The MS in Population Health Sciences is for current or recent undergraduates looking to build quantitative expertise plus current professionals—including clinicians—who want to develop their research skills. Prospective students can have a strong interest in the social sciences, analytics, or health care, given the multidisciplinary nature of the field.
What is the difference between an MPH and the MS in Population Health Sciences?
A Master of Public Health (MPH) typically focuses on the practice of public health. The MS in Population Health Sciences combines health knowledge with advanced research and evaluation techniques. We developed the data-driven MS curriculum in response to organizations describing their need for “subject matter experts with analytic skills”.
What kind of careers will the MS in Population Health Sciences prepare you for?
The MS in Population Health Sciences prepares graduates for careers in community settings, health care systems, or industry.
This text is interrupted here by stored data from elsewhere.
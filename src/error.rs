use reqwest::StatusCode;
use std::fmt;
use thiserror::Error;

#[derive(Debug, Error)]
pub enum FinicityError {
    #[error("authentication failed: {0}")]
    Authentication(#[from] AuthenticationError),

    #[error(transparent)]
    Transport(#[from] TransportError),

    #[error("{resource} operation failed with status {status}: {body}")]
    Operation {
        resource: Resource,
        status: StatusCode,
        body: String,
    },

    #[error(transparent)]
    Parse(#[from] ParseError),

    #[error("could not encode request body: {0}")]
    Encode(#[from] quick_xml::se::SeError),

    #[error("response is missing the {0} header")]
    MissingHeader(&'static str),

    #[error("invalid date range: start {start} must be before or equal to end {end}")]
    InvalidDateRange {
        start: chrono::DateTime<chrono::Utc>,
        end: chrono::DateTime<chrono::Utc>,
    },

    #[error("invalid parameter: {0}")]
    InvalidParameter(&'static str),

    #[error("missing configuration: {0}")]
    MissingConfig(&'static str),
}

impl FinicityError {
    /// Status code of the rejected call, when the API answered at all.
    pub fn status(&self) -> Option<StatusCode> {
        match self {
            FinicityError::Operation { status, .. } => Some(*status),
            FinicityError::Authentication(AuthenticationError::Rejected { status, .. }) => {
                Some(*status)
            }
            FinicityError::Authentication(AuthenticationError::Concurrent { status, .. }) => {
                *status
            }
            _ => None,
        }
    }
}

#[derive(Debug, Error)]
pub enum AuthenticationError {
    #[error("unexpected status {status}: {body}")]
    Rejected { status: StatusCode, body: String },

    #[error(transparent)]
    Transport(#[from] TransportError),

    #[error(transparent)]
    Parse(#[from] ParseError),

    #[error("could not encode credentials: {0}")]
    Encode(#[from] quick_xml::se::SeError),

    /// The refresh this caller waited on failed.
    #[error("concurrent refresh failed: {message}")]
    Concurrent {
        status: Option<StatusCode>,
        message: String,
    },
}

/// Network or protocol failure below the HTTP status level.
#[derive(Debug, Error)]
#[error("transport failure: {message}")]
pub struct TransportError {
    message: String,
    #[source]
    source: Option<Box<dyn std::error::Error + Send + Sync>>,
}

impl TransportError {
    pub fn new(message: impl Into<String>) -> Self {
        Self {
            message: message.into(),
            source: None,
        }
    }

    pub fn with_source(
        message: impl Into<String>,
        source: impl std::error::Error + Send + Sync + 'static,
    ) -> Self {
        Self {
            message: message.into(),
            source: Some(Box::new(source)),
        }
    }
}

impl From<reqwest::Error> for TransportError {
    fn from(err: reqwest::Error) -> Self {
        let message = if err.is_timeout() {
            "request timed out".to_string()
        } else if err.is_connect() {
            "connection failed".to_string()
        } else {
            err.to_string()
        };
        Self::with_source(message, err)
    }
}

/// A response body that did not match the expected XML shape.
#[derive(Debug, Error)]
#[error("could not parse response body: {source}")]
pub struct ParseError {
    pub body: String,
    #[source]
    pub source: quick_xml::de::DeError,
}

/// API resource family an operation belongs to.
#[derive(Debug, Clone, Copy, PartialEq, Eq)]
pub enum Resource {
    Partner,
    Account,
    Customer,
    Institution,
    Transaction,
    TxPush,
}

impl fmt::Display for Resource {
    fn fmt(&self, f: &mut fmt::Formatter<'_>) -> fmt::Result {
        let v = match self {
            Resource::Partner => "partner",
            Resource::Account => "account",
            Resource::Customer => "customer",
            Resource::Institution => "institution",
            Resource::Transaction => "transaction",
            Resource::TxPush => "txpush",
        };
        f.write_str(v)
    }
}
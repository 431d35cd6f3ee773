use super::Context;
use crate::error::{FinicityError, Resource};
use crate::models::{Transaction, Transactions};
use crate::transport::Request;
use chrono::{DateTime, Utc};
use log::debug;
use reqwest::StatusCode;
use std::fmt;

#[derive(Debug, Clone, Copy, PartialEq, Eq)]
pub enum Sort {
    Asc,
    Desc,
}

impl fmt::Display for Sort {
    fn fmt(&self, f: &mut fmt::Formatter<'_>) -> fmt::Result {
        let v = match self {
            Sort::Asc => "asc",
            Sort::Desc => "desc",
        };
        f.write_str(v)
    }
}

/// Date window and paging for transaction listings.
#[derive(Debug, Clone, PartialEq, Eq)]
pub struct TransactionQuery {
    pub from: DateTime<Utc>,
    pub to: DateTime<Utc>,
    pub start: Option<u32>,
    pub limit: Option<u32>,
    pub sort: Option<Sort>,
    pub include_pending: Option<bool>,
}

impl TransactionQuery {
    pub fn new(from: DateTime<Utc>, to: DateTime<Utc>) -> Self {
        Self {
            from,
            to,
            start: None,
            limit: None,
            sort: None,
            include_pending: None,
        }
    }

    pub fn page(mut self, start: u32, limit: u32) -> Self {
        self.start = Some(start);
        self.limit = Some(limit);
        self
    }

    pub fn sort(mut self, sort: Sort) -> Self {
        self.sort = Some(sort);
        self
    }

    pub fn include_pending(mut self, include: bool) -> Self {
        self.include_pending = Some(include);
        self
    }

    fn apply(&self, request: Request) -> Result<Request, FinicityError> {
        if self.from > self.to {
            return Err(FinicityError::InvalidDateRange {
                start: self.from,
                end: self.to,
            });
        }
        Ok(request
            .query("fromDate", self.from.timestamp())
            .query("toDate", self.to.timestamp())
            .query_opt("start", self.start)
            .query_opt("limit", self.limit)
            .query_opt("sort", self.sort)
            .query_opt("includePending", self.include_pending))
    }
}

#[derive(Debug, Clone)]
pub struct TransactionOperations {
    context: Context,
}

impl TransactionOperations {
    pub(crate) fn new(context: Context) -> Self {
        Self { context }
    }

    /// Transactions across all accounts of a customer.
    pub async fn get_transactions(
        &self,
        customer_id: &str,
        query: &TransactionQuery,
    ) -> Result<Vec<Transaction>, FinicityError> {
        debug!(
            "Fetching transactions of customer {customer_id} from {} to {}",
            query.from, query.to
        );
        let request = query.apply(Request::get(&["v2", "customers", customer_id, "transactions"]))?;
        self.list(request).await
    }

    pub async fn get_account_transactions(
        &self,
        customer_id: &str,
        account_id: &str,
        query: &TransactionQuery,
    ) -> Result<Vec<Transaction>, FinicityError> {
        debug!(
            "Fetching transactions of account {account_id} from {} to {}",
            query.from, query.to
        );
        let request = query.apply(Request::get(&[
            "v2",
            "customers",
            customer_id,
            "accounts",
            account_id,
            "transactions",
        ]))?;
        self.list(request).await
    }

    pub async fn get_transaction(
        &self,
        customer_id: &str,
        transaction_id: &str,
    ) -> Result<Transaction, FinicityError> {
        let request = Request::get(&["v2", "customers", customer_id, "transactions", transaction_id]);
        self.context
            .fetch(Resource::Transaction, request, StatusCode::OK)
            .await
    }

    async fn list(&self, request: Request) -> Result<Vec<Transaction>, FinicityError> {
        let transactions: Transactions = self
            .context
            .fetch(Resource::Transaction, request, StatusCode::OK)
            .await?;
        debug!("Fetched {} transaction(s)", transactions.transactions.len());
        Ok(transactions.transactions)
    }
}
impl Authenticator {
    pub fn new(transport: Arc<dyn Transport>, credentials: Credentials) -> Self {
        Self {
            transport,
            credentials,
            lifetime: Duration::minutes(DEFAULT_TOKEN_LIFETIME_MINUTES),
        }
    }

    /// Override how long a token is trusted before it is considered stale.
    pub fn with_lifetime(mut self, lifetime: Duration) -> Self {
        self.lifetime = lifetime;
        self
    }

    pub fn credentials(&self) -> &Credentials {
        &self.credentials
    }

    /// Perform one authentication call. Never retries.
    pub async fn authenticate(&self) -> Result<Token, AuthenticationError> {
        let body = to_xml(&PartnerCredentials {
            partner_id: &self.credentials.partner_id,
            partner_secret: &self.credentials.partner_secret,
            new_partner_secret: None,
        })?;
        let request = Request::post(&["v2", "partners", "authentication"])
            .header(APP_KEY_HEADER, self.credentials.app_key.as_str())
            .body(body);

        debug!("Authenticating partner {}", self.credentials.partner_id);
        let issued_at = Utc::now();
        let response = self.transport.execute(request).await?;
        if response.status != StatusCode::OK {
            warn!("Partner authentication rejected with status {}", response.status);
            return Err(AuthenticationError::Rejected {
                status: response.status,
                body: response.body,
            });
        }
        let access: PartnerAccess = from_xml(&response.body)?;
        info!("Obtained new Finicity access token");
        Ok(Token::new(access.token, issued_at + self.lifetime))
    }
}

impl fmt::Debug for Authenticator {
    fn fmt(&self, f: &mut fmt::Formatter<'_>) -> fmt::Result {
        f.debug_struct("Authenticator")
            .field("credentials", &self.credentials)
            .field("lifetime", &self.lifetime)
            .finish()
    }
}

#[derive(Debug)]
struct Slot {
    token: Token,
    attempt: u64,
    failure: Option<Failure>,
}

/// Outcome of a failed refresh, replayed to callers that queued behind it.
#[derive(Debug, Clone)]
struct Failure {
    status: Option<StatusCode>,
    message: String,
}

impl Failure {
    fn of(err: &AuthenticationError) -> Self {
        let status = match err {
            AuthenticationError::Rejected { status, .. } => Some(*status),
            AuthenticationError::Concurrent { status, .. } => *status,
            _ => None,
        };
        Self {
            status,
            message: err.to_string(),
        }
    }

    fn replay(&self) -> AuthenticationError {
        AuthenticationError::Concurrent {
            status: self.status,
            message: self.message.clone(),
        }
    }
}

/// Owner of the shared token.
///
/// Readers take the `RwLock`; a refresh additionally holds `flight`, so at
/// most one authentication request is outstanding. `attempt` increments on
/// every refresh, successful or not, so a caller that waited on `flight`
/// takes the outcome of the refresh it queued behind instead of starting
/// another one.
#[derive(Debug)]
pub struct TokenGuard {
    authenticator: Authenticator,
    slot: RwLock<Slot>,
    flight: Mutex<()>,
}

impl TokenGuard {
    /// Authenticate once and guard the resulting token.
    pub async fn authenticate(authenticator: Authenticator) -> Result<Self, FinicityError> {
        let token = authenticator.authenticate().await?;
        Ok(Self::with_token(authenticator, token))
    }

    /// Guard an already issued token without calling the API.
    pub fn with_token(authenticator: Authenticator, token: Token) -> Self {
        Self {
            authenticator,
            slot: RwLock::new(Slot {
                token,
                attempt: 0,
                failure: None,
            }),
            flight: Mutex::new(()),
        }
    }

    /// The current token, refreshed first if it is past its expiry.
    pub async fn current(&self) -> Result<Token, FinicityError> {
        let (token, seen) = {
            let slot = self.slot.read().await;
            (slot.token.clone(), slot.attempt)
        };
        if !token.is_expired() {
            return Ok(token);
        }

        let _flight = self.flight.lock().await;
        {
            let slot = self.slot.read().await;
            if slot.attempt != seen {
                return match &slot.failure {
                    None => {
                        debug!("Token was refreshed by a concurrent caller");
                        Ok(slot.token.clone())
                    }
                    Some(failure) => {
                        debug!("Concurrent token refresh failed, not retrying");
                        Err(failure.replay().into())
                    }
                };
            }
        }
        info!("Access token expired at {}, refreshing", token.expires_at());
        self.replace().await
    }

    /// Authenticate unconditionally and replace the current token.
    pub async fn force_refresh(&self) -> Result<Token, FinicityError> {
        let _flight = self.flight.lock().await;
        self.replace().await
    }

    /// The stored token as-is, without a staleness check.
    pub async fn peek(&self) -> Token {
        self.slot.read().await.token.clone()
    }

    // Caller must hold `flight`. A failure keeps the previous token.
    async fn replace(&self) -> Result<Token, FinicityError> {
        let result = self.authenticator.authenticate().await;
        let mut slot = self.slot.write().await;
        slot.attempt += 1;
        match result {
            Ok(token) => {
                slot.token = token.clone();
                slot.failure = None;
                Ok(token)
            }
            Err(err) => {
                warn!("Token refresh failed: {err}");
                slot.failure = Some(Failure::of(&err));
                Err(err.into())
            }
        }
    }
}
use std::ffi::OsString;
use std::process::ExitCode;

use clap::{ArgMatches, CommandFactory, FromArgMatches};

use crate::args::BridgeArgs;
use crate::bridge::{Bridge, Termination};
use crate::clock::SystemClock;
use crate::config::{BridgeConfig, apply_config, load_config};
use crate::datadog::DatadogClient;
use crate::error::AppResult;
use crate::prometheus::PrometheusClient;
use crate::shutdown_handlers::{setup_signal_shutdown_handler, shutdown_channel};

/// Conventional status for a process stopped by SIGINT.
pub const EXIT_INTERRUPTED: u8 = 130;

/// Parses arguments, runs the poll loop, and maps the outcome to a process
/// exit status.
#[must_use]
pub fn run() -> ExitCode {
    match run_inner() {
        Ok(Termination::Interrupted) => ExitCode::from(EXIT_INTERRUPTED),
        Err(err) => {
            eprintln!("Error: {}", err);
            ExitCode::from(err.exit_code())
        }
    }
}

fn run_inner() -> AppResult<Termination> {
    let (mut args, matches) = parse_args()?;

    if let Some(config) = load_config(args.config.as_deref())? {
        apply_config(&mut args, &matches, &config)?;
    }

    crate::logger::init_logging(args.verbose, args.no_color);

    let config = BridgeConfig::from_args(&args)?;
    tracing::debug!("Resolved configuration: {:?}", config);

    let runtime = tokio::runtime::Builder::new_multi_thread()
        .enable_all()
        .build()?;

    runtime.block_on(run_async(&config))
}

fn parse_args() -> AppResult<(BridgeArgs, ArgMatches)> {
    let raw_args: Vec<OsString> = std::env::args_os().collect();
    let matches = BridgeArgs::command().get_matches_from(raw_args);
    let args = BridgeArgs::from_arg_matches(&matches)?;
    Ok((args, matches))
}

async fn run_async(config: &BridgeConfig) -> AppResult<Termination> {
    let source = PrometheusClient::new(&config.source)?;
    let sink = DatadogClient::new(&config.destination)?;
    let clock = SystemClock;

    let (shutdown_tx, mut shutdown_rx) = shutdown_channel();
    let signal_handle = setup_signal_shutdown_handler(&shutdown_tx);

    tracing::info!(
        "Starting ingestion from {} to {}",
        config.source.base_url,
        config.destination.base_url
    );
    let outcome = Bridge::new(&source, &sink, &clock, config)
        .run(&mut shutdown_rx)
        .await;

    signal_handle.abort();
    outcome
}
Sample jobs could be:
- Program management in community nonprofits
- Policy evaluation in government agencies
- Quality improvement in health care systems
- Project development in health industry
Graduates will also be prepared for careers in academic or contract research, with positions in research coordination or project management.
What are the backgrounds of current students?
Our current student’s backgrounds and career goals reflect the transdisciplinarity of population health. Their undergraduate majors include sciences, such as biology and psychology, languages, philosophy, statistics, and music. Some are clinicians—pharmacists or physicians, while others have worked in public health or research. Most have worked after completing their bachelor’s degree, though some started the program immediately following graduation. The common factor among them is a desire to improve the health of populations.